Sebastian Gryphius (; c. 1492, in Reutlingen – 1556, in Lyon) was a German bookseller-printer and humanist.

Biography 

He was the son of Michael Greyff (Greif, Gryff, Gryph), and learned from him the new craft of printing, in Germany and then in Venice. Around 1520 he came to Lyon and settled there, on behalf of a Venetian firm of booksellers.

Initially Gryphius mostly published works on law and administration, in Gothic script. He then moved to Latin classics. He also translated classical Greek authors into Latin. He published his contemporaries Erasmus, Guillaume Budé and Poliziano.

In 1536 he went into business with Hugues de la Porte, who financed him in an independent venture.
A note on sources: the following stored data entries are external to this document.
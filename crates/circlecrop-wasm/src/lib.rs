//! Circle Crop WASM - WebAssembly bindings for Circle Crop
//!
//! This crate provides WASM bindings to expose the circlecrop-core pipeline
//! to the JavaScript page that hosts the crop widget.
//!
//! # Module Structure
//!
//! - `session` - `CropSession`, the stateful load/crop/export workflow
//! - `types` - WASM-compatible wrapper types for images and exported files
//! - `decode` - Image decoding bindings
//! - `transform` - Circular crop and rotation bindings
//! - `encode` - Resize and export bindings
//! - `download` - Browser download of an exported file
//! - `logger` - Console backend for the `log` crate
//!
//! # Usage
//!
//! ```typescript
//! import init, { CropSession } from '@circlecrop/wasm';
//!
//! // Initialize WASM module (must call first)
//! await init();
//!
//! const session = new CropSession();
//! session.load(new Uint8Array(await file.arrayBuffer()));
//! ```

use wasm_bindgen::prelude::*;

mod decode;
mod download;
mod encode;
mod logger;
mod session;
mod transform;
mod types;

// Re-export public types
pub use decode::{decode_image, exceeds_upload_limit};
pub use download::download_file;
pub use encode::{export_image, resize_to_policy};
pub use logger::set_log_level;
pub use session::{CropSession, JsLoadTicket};
pub use transform::{apply_rotation, render_circular_crop};
pub use types::{JsExportedFile, JsRasterImage};

/// Initialize the WASM module (called automatically on load)
#[wasm_bindgen(start)]
pub fn init() {
    logger::install();
    log::debug!("circlecrop-wasm {} ready", version());
}

/// Get the version of the WASM module
#[wasm_bindgen]
pub fn version() -> String {
    env!("CARGO_PKG_VERSION").to_string()
}

/// Log an error at the binding boundary and convert it for JavaScript.
pub(crate) fn to_js_error(e: impl std::fmt::Display) -> JsValue {
    log::warn!("{e}");
    JsValue::from_str(&e.to_string())
}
He founded l'Atelier du Griffon, with a griffin mark. Around this time he introduced the Italic type of Aldus Manutius.

In the 1540s he was the highly reputed 'Prince of the Lyon book trade'. He promoted the local humanist culture, and his books were prized for their clean lay-out and accuracy. The nineteenth-century scholar Henri Baudrier spoke of Sebastian Gryphius's printshop (Atelier du Griffon) as a « société angélique pour les libres-penseurs ».

His friends included André Alciat, Étienne Dolet, Guillaume Scève and Barthélémy Aneau, and they wrote highly of his work, even helping out in practical printing tasks. Their linguistic input was also of benefit to the works printed. Gryphius printed suspect texts and even sheltered authors in trouble for heretical writing. Étienne Dolet, an academic and satirical poet, came fresh from jail in Toulouse, and was burned as a heretic in 1546.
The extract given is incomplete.